There is also a gap in applying classification models to identify high-demand areas, which could assist in infrastructure prioritization. While some studies on urban microgrids use clustering and regression methods to model electricity demand [9], classification models—especially interpretable ones like Random Forest—can offer a practical tool for urban planners when geographic targeting is required.

This study contributes to the literature by combining multiple ML techniques—classification, regression, and time series forecasting—to evaluate spatial patterns of electricity use in New York City. Most importantly, it integrates spatial fairness metrics such as Gini coefficients and residual mapping into standard ML workflows, offering a reproducible framework for auditing predictive equity in real-world urban contexts.

Specifically, are certain areas systematically under- or overestimated by standard predictive tools? Do future demand forecasts align with historical patterns of under-service?

2. Methodology

2.1. Data sources

This study integrates multiple publicly available datasets to model electricity consumption and assess spatial inequities across New York City's five boroughs.

First, the NYCHA Electricity Consumption Dataset (2021–2024) provides monthly utility billing information for public housing developments throughout NYC. Key variables include the service start date, which marks the beginning of each billing period; the borough in which the development is located (covering all five NYC boroughs); the development name, serving as a unique site identifier mapped to the Neighborhood Tabulation Area (NTA); and electricity usage, measured in kilowatt-hours (KWH) per meter.

Second, the NYC Neighborhood Tabulation Area (NTA) Shapefile (2020) offers detailed geographic boundary definitions for each NTA. Each polygon includes descriptive attributes such as the borough name (BoroName) and the neighborhood tabulation area name (NTAName), which are used for spatial joins and geographic visualization. Third, the NYISO Hourly Temperature Dataset (2021–2024) provides hourly temperature readings from the JFK station. These values were aggregated into monthly averages to align temporally with the energy consumption data.

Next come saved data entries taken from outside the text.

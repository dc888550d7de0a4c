// In-memory tables: typed cells, row filtering and column selection.
// Every operation returns a new table; the input is never mutated.
use std::fmt;

use crate::error::{Error, Result};

/// Spellings read as a missing value.
const NA_VALUES: &[&str] = &[
    "", "NaN", "nan", "-NaN", "-nan", "NA", "N/A", "n/a", "null", "NULL", "None", "<NA>", "#N/A",
];

/// One table cell.
#[derive(Debug, Clone, PartialEq)]
pub enum Cell {
    Missing,
    Bool(bool),
    Int(i64),
    Float(f64),
    Text(String),
}

impl Cell {
    /// Parse a raw CSV field. Surrounding whitespace is ignored when detecting
    /// missing, boolean and numeric values; text keeps the field verbatim.
    pub fn parse(raw: &str) -> Cell {
        let s = raw.trim();
        if NA_VALUES.contains(&s) {
            return Cell::Missing;
        }
        if s.eq_ignore_ascii_case("true") {
            return Cell::Bool(true);
        }
        if s.eq_ignore_ascii_case("false") {
            return Cell::Bool(false);
        }
        if let Ok(i) = s.parse::<i64>() {
            return Cell::Int(i);
        }
        match s.parse::<f64>() {
            Ok(f) if f.is_nan() => Cell::Missing,
            Ok(f) => Cell::Float(f),
            Err(_) => Cell::Text(raw.to_string()),
        }
    }

    pub fn is_missing(&self) -> bool {
        matches!(self, Cell::Missing)
    }

    /// Equality against `True`: `1` and `1.0` count, missing does not.
    pub fn is_true(&self) -> bool {
        match self {
            Cell::Bool(b) => *b,
            Cell::Int(i) => *i == 1,
            Cell::Float(f) => *f == 1.0,
            Cell::Missing | Cell::Text(_) => false,
        }
    }

    /// True when the cell holds the identifier `id`, stored as int or float.
    pub fn matches_id(&self, id: i64) -> bool {
        match self {
            Cell::Int(i) => *i == id,
            Cell::Float(f) => *f == id as f64,
            _ => false,
        }
    }

    /// Numeric view used when building feature matrices.
    pub fn as_f64(&self) -> Option<f64> {
        match self {
            Cell::Missing => Some(f64::NAN),
            Cell::Bool(b) => Some(if *b { 1.0 } else { 0.0 }),
            Cell::Int(i) => Some(*i as f64),
            Cell::Float(f) => Some(*f),
            Cell::Text(_) => None,
        }
    }
}

impl fmt::Display for Cell {
    fn fmt(&self, f: &mut fmt::Formatter<'_>) -> fmt::Result {
        match self {
            Cell::Missing => Ok(()),
            Cell::Bool(b) => write!(f, "{}", if *b { "True" } else { "False" }),
            Cell::Int(i) => write!(f, "{i}"),
            Cell::Float(x) => write!(f, "{x}"),
            Cell::Text(s) => f.write_str(s),
        }
    }
}

/// A named vector of cells, used for prediction targets.
#[derive(Debug, Clone, PartialEq)]
pub struct Column {
    pub name: String,
    pub values: Vec<Cell>,
}

impl Column {
    pub fn len(&self) -> usize {
        self.values.len()
    }

    pub fn is_empty(&self) -> bool {
        self.values.is_empty()
    }
}

/// Row-major table with named columns.
#[derive(Debug, Clone, PartialEq, Default)]
pub struct Table {
    columns: Vec<String>,
    rows: Vec<Vec<Cell>>,
}

impl Table {
    /// Build a table, rejecting rows whose width differs from the header.
    pub fn new(columns: Vec<String>, rows: Vec<Vec<Cell>>) -> Result<Table> {
        if let Some((row, cells)) = rows
            .iter()
            .enumerate()
            .find(|(_, cells)| cells.len() != columns.len())
        {
            return Err(Error::RaggedTable {
                row,
                expected: columns.len(),
                found: cells.len(),
            });
        }
        Ok(Table { columns, rows })
    }

    pub fn columns(&self) -> &[String] {
        &self.columns
    }

    pub fn rows(&self) -> &[Vec<Cell>] {
        &self.rows
    }

    pub fn height(&self) -> usize {
        self.rows.len()
    }

    pub fn width(&self) -> usize {
        self.columns.len()
    }

    pub fn is_empty(&self) -> bool {
        self.rows.is_empty()
    }

    pub fn has_column(&self, name: &str) -> bool {
        self.columns.iter().any(|c| c == name)
    }

    pub fn column_index(&self, name: &str) -> Result<usize> {
        self.columns
            .iter()
            .position(|c| c == name)
            .ok_or_else(|| Error::MissingColumn(name.to_string()))
    }

    /// Copy one column out of the table.
    pub fn column(&self, name: &str) -> Result<Column> {
        let idx = self.column_index(name)?;
        Ok(Column {
            name: name.to_string(),
            values: self.rows.iter().map(|row| row[idx].clone()).collect(),
        })
    }

    /// Keep the rows for which `keep` returns true, in their original order.
    pub fn filter<F>(&self, mut keep: F) -> Table
    where
        F: FnMut(&[Cell]) -> bool,
    {
        Table {
            columns: self.columns.clone(),
            rows: self
                .rows
                .iter()
                .filter(|row| keep(row))
                .cloned()
                .collect(),
        }
    }

    /// Drop every row holding at least one missing cell.
    pub fn drop_nulls(&self) -> Table {
        self.filter(|row| !row.iter().any(Cell::is_missing))
    }

    /// Remove the named columns. Unknown names are an error.
    pub fn drop_columns<S: AsRef<str>>(&self, names: &[S]) -> Result<Table> {
        let mut removed = vec![false; self.width()];
        for name in names {
            removed[self.column_index(name.as_ref())?] = true;
        }
        let keep: Vec<usize> = (0..self.width()).filter(|&i| !removed[i]).collect();
        Ok(self.project(&keep))
    }

    /// Keep only the named columns, in the order given.
    pub fn select<S: AsRef<str>>(&self, names: &[S]) -> Result<Table> {
        let keep = names
            .iter()
            .map(|name| self.column_index(name.as_ref()))
            .collect::<Result<Vec<_>>>()?;
        Ok(self.project(&keep))
    }

    fn project(&self, indices: &[usize]) -> Table {
        Table {
            columns: indices.iter().map(|&i| self.columns[i].clone()).collect(),
            rows: self
                .rows
                .iter()
                .map(|row| indices.iter().map(|&i| row[i].clone()).collect())
                .collect(),
        }
    }
}
//! Resilience patterns for transient failures
//!
//! Only the delay side of retrying lives here: callers own their retry loop
//! and ask a [`BackoffStrategy`] how long to wait before the next attempt.

pub mod retry;

pub use retry::BackoffStrategy;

Finally, the Prophet Forecast Output includes borough-level predictions based on log-transformed monthly KWH values from 2021 to early 2025. Prophet models were trained separately for each borough and used to forecast monthly electricity usage for the following 12-month period.

2.2. Data preprocessing

The preprocessing involved several structured steps to prepare the data for modeling and analysis. First, electricity records were filtered to include only entries from January 2021 to December 2024, based on the service start date. Non-numeric and missing consumption values were removed to ensure data integrity. The remaining records were grouped by borough and year-month to generate a monthly aggregated KWH time series. To stabilize variance and normalize the distribution, a logarithmic transformation (log(KWH)) was applied to the consumption values. Next, hourly temperature data was parsed and resampled to compute monthly mean temperatures. These monthly averages were then merged with the energy consumption data using the YearMonth field as the join key, ensuring temporal alignment across datasets. For forecasting purposes, Prophet-compatible datasets were constructed, containing ds as the monthly timestamp (derived from YearMonth) and y as the log-transformed consumption (log_kwh). Separate Prophet models were trained for each borough, generating monthly electricity consumption forecasts that extended 12 months into the future, through 2025. Finally, energy consumption values and/or forecast residuals were spatially joined with the NTA shapefile using the BoroName and/or NTAName fields. This enabled spatial visualization of both electricity usage and model residuals, providing a basis for evaluating geographic fairness in forecast accuracy.

2.3. Feature engineering

Given the available data, this study focused on two key temporal features. The first is YearMonth, which was extracted from the service start date and used as the aggregation unit for monthly electricity consumption. The second is temperature, derived from NYISO’s hourly readings, which were aggregated into monthly averages and joined to the electricity data by borough and month. To address the scale of consumption data and improve model performance, a logarithmic transformation was applied to the total KWH values, resulting in the creation of a Log_KWH column. This transformation helped normalize the distribution and reduce the influence of extreme values.

2.4. Predictive modeling

2.4.1. Time series forecasting with prophet

For each of the five NYC boroughs, monthly electricity consumption data from 2021 to 2024 was modeled using the Prophet framework. This method allows flexible modeling of seasonal trends and incorporates holiday effects if available.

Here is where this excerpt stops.